Extracted records
Segment Open

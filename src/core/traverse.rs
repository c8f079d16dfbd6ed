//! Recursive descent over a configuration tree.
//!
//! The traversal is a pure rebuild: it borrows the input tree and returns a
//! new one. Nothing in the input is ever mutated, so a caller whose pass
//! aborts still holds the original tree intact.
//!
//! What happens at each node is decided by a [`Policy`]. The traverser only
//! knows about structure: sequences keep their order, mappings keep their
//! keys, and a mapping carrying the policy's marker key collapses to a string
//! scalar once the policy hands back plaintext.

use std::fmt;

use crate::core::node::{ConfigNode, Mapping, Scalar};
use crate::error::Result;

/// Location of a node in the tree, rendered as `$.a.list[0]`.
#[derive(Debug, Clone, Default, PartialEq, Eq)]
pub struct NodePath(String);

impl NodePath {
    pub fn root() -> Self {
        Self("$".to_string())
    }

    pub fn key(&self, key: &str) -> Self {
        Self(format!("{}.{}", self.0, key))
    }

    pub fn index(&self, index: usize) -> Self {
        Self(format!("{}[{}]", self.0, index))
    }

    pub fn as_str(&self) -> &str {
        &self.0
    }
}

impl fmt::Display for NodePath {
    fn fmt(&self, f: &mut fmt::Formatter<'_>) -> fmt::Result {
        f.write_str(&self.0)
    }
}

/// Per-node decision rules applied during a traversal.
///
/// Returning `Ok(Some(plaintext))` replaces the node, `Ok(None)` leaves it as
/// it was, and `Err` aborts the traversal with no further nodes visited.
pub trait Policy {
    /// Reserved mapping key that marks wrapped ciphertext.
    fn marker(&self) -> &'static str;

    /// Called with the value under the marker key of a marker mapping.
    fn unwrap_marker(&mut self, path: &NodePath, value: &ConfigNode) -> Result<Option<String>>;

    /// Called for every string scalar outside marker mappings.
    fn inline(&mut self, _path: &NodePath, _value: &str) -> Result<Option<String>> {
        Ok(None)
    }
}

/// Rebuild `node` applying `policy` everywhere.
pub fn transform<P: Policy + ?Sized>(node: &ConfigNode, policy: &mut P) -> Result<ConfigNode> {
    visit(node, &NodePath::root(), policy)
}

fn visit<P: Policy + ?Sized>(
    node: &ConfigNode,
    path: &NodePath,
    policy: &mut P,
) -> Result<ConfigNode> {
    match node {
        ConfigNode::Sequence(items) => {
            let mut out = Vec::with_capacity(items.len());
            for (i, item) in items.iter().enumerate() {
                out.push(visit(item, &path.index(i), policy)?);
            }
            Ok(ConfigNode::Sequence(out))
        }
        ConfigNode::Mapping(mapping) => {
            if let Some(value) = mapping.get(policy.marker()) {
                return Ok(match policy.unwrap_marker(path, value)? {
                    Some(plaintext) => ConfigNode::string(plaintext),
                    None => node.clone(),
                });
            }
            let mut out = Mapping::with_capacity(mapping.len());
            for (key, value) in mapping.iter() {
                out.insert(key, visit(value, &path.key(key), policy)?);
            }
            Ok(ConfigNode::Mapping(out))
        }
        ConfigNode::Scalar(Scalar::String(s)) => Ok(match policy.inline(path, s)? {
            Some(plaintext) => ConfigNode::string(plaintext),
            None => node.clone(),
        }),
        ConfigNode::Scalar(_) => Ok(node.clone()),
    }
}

Segment Closed

- Task details -
Return, exactly as they stand, the lines from the start of the records above through the line with "mappings keep their", both ends included, and no other lines.

- Task solution -
filename src/core/traverse.rs
repository c8f079d16dfbd6ed
//! Recursive descent over a configuration tree.
//!
//! The traversal is a pure rebuild: it borrows the input tree and returns a
//! new one. Nothing in the input is ever mutated, so a caller whose pass
//! aborts still holds the original tree intact.
//!
//! What happens at each node is decided by a [`Policy`]. The traverser only
//! knows about structure: sequences keep their order, mappings keep their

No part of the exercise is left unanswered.